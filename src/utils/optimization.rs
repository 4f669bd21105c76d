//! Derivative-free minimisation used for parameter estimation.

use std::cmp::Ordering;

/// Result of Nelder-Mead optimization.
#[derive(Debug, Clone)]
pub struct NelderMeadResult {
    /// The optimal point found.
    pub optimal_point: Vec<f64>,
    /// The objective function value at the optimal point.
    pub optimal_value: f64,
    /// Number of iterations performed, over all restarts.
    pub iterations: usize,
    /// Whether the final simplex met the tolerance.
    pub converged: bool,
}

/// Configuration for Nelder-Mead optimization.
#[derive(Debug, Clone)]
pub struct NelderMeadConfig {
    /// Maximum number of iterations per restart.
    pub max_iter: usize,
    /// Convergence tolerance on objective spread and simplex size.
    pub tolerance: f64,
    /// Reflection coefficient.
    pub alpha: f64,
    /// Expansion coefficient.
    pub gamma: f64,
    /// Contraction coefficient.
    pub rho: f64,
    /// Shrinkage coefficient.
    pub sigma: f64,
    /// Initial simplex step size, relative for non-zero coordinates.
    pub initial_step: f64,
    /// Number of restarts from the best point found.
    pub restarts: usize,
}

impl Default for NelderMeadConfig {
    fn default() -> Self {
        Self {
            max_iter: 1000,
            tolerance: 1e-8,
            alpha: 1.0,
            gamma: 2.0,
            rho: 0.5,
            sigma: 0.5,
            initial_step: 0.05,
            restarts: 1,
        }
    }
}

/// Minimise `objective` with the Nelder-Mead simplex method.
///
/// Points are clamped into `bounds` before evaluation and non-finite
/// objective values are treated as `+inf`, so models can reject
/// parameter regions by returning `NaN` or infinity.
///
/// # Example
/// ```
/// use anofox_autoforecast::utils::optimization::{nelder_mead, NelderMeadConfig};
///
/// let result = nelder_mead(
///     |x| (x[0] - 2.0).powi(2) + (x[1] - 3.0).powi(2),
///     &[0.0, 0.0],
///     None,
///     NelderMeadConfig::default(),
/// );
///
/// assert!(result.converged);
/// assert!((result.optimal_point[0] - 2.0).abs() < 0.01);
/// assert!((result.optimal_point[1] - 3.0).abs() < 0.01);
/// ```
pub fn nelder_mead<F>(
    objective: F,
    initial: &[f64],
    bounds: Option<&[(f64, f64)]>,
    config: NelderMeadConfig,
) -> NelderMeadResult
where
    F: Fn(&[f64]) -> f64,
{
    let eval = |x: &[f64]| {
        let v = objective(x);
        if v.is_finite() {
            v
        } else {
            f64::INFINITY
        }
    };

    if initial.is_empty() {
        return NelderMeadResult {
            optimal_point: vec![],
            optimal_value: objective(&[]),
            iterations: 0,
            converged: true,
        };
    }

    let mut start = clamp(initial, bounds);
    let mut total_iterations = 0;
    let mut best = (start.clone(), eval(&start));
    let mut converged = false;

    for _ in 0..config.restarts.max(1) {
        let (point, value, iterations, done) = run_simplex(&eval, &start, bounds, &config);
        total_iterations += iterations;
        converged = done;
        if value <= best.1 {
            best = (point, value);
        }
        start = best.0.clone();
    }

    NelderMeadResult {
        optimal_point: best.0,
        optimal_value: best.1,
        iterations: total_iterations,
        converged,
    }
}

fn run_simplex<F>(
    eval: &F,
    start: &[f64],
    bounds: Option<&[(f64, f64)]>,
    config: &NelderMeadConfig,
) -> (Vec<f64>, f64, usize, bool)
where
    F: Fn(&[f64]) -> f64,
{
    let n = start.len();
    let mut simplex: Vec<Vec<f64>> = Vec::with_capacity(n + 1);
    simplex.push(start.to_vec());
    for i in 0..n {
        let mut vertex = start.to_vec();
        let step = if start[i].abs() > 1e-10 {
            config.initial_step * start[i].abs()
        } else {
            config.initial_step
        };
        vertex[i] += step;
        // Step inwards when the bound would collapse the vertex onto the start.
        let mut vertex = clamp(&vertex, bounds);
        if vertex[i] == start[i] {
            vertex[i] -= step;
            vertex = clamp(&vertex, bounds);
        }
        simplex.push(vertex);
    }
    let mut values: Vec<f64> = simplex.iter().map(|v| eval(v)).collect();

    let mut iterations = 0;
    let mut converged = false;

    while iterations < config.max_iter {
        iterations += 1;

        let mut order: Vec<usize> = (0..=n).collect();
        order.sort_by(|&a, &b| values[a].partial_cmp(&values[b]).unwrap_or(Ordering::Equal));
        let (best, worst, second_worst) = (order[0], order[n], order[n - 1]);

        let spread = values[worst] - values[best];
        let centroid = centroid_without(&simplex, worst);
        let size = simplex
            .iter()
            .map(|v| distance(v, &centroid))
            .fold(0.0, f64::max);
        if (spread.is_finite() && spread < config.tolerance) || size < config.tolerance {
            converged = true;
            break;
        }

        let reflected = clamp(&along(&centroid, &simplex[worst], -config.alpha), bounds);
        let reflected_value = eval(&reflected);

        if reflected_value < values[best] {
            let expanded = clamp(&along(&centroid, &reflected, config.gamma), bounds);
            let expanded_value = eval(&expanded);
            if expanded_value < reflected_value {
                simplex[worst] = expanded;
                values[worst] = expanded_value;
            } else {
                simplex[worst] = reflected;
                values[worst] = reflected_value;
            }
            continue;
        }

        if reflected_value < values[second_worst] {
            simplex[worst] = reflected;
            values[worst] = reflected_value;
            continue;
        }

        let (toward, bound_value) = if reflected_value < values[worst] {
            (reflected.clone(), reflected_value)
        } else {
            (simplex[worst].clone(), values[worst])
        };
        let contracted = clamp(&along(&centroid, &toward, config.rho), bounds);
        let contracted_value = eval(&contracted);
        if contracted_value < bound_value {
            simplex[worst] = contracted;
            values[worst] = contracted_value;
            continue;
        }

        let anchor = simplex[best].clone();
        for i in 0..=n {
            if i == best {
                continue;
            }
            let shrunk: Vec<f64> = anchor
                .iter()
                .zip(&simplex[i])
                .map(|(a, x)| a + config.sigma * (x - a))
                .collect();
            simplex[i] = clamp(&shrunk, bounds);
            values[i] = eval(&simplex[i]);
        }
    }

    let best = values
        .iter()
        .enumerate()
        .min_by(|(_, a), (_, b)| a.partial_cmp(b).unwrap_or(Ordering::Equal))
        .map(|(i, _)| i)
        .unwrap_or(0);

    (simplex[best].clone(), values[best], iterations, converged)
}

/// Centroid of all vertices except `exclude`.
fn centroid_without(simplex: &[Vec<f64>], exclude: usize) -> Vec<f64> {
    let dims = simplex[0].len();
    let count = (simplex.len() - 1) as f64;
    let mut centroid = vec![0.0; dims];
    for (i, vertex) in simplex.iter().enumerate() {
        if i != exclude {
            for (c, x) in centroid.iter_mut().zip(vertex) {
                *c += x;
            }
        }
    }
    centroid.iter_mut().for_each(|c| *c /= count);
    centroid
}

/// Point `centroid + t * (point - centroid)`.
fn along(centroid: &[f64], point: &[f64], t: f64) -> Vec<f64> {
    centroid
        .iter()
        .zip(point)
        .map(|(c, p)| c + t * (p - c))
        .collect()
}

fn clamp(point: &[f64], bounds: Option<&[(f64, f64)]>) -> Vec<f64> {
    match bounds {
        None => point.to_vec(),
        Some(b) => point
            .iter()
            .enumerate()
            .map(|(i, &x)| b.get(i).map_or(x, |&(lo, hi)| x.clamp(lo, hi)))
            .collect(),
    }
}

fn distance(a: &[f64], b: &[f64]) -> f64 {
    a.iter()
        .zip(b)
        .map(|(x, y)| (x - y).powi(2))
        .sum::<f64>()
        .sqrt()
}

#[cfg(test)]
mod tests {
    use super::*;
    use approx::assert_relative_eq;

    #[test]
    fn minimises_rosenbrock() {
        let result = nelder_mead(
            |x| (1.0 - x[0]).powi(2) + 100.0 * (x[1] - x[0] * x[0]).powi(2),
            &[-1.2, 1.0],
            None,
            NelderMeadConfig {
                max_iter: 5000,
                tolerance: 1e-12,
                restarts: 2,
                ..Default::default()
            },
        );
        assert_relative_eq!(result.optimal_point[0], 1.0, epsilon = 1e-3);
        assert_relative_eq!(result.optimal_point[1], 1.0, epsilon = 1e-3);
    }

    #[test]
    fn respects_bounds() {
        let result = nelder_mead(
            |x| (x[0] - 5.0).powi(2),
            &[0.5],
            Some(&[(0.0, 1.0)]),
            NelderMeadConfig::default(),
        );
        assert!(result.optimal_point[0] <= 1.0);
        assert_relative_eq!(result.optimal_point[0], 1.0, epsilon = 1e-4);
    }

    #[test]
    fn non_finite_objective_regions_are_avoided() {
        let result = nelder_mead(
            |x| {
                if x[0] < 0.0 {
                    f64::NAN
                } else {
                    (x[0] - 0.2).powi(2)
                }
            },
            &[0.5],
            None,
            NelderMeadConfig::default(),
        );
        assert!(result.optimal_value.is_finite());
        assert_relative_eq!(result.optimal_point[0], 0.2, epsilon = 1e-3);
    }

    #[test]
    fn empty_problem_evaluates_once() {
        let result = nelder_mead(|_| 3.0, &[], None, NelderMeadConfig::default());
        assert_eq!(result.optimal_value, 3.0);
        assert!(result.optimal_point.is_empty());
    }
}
■ ■ ■
Exercise objective ▸ Review the preceding data and report every line that includes the string "parameter".

Answer space ▸
//! Derivative-free minimisation used for parameter estimation.
/// parameter regions by returning `NaN` or infinity.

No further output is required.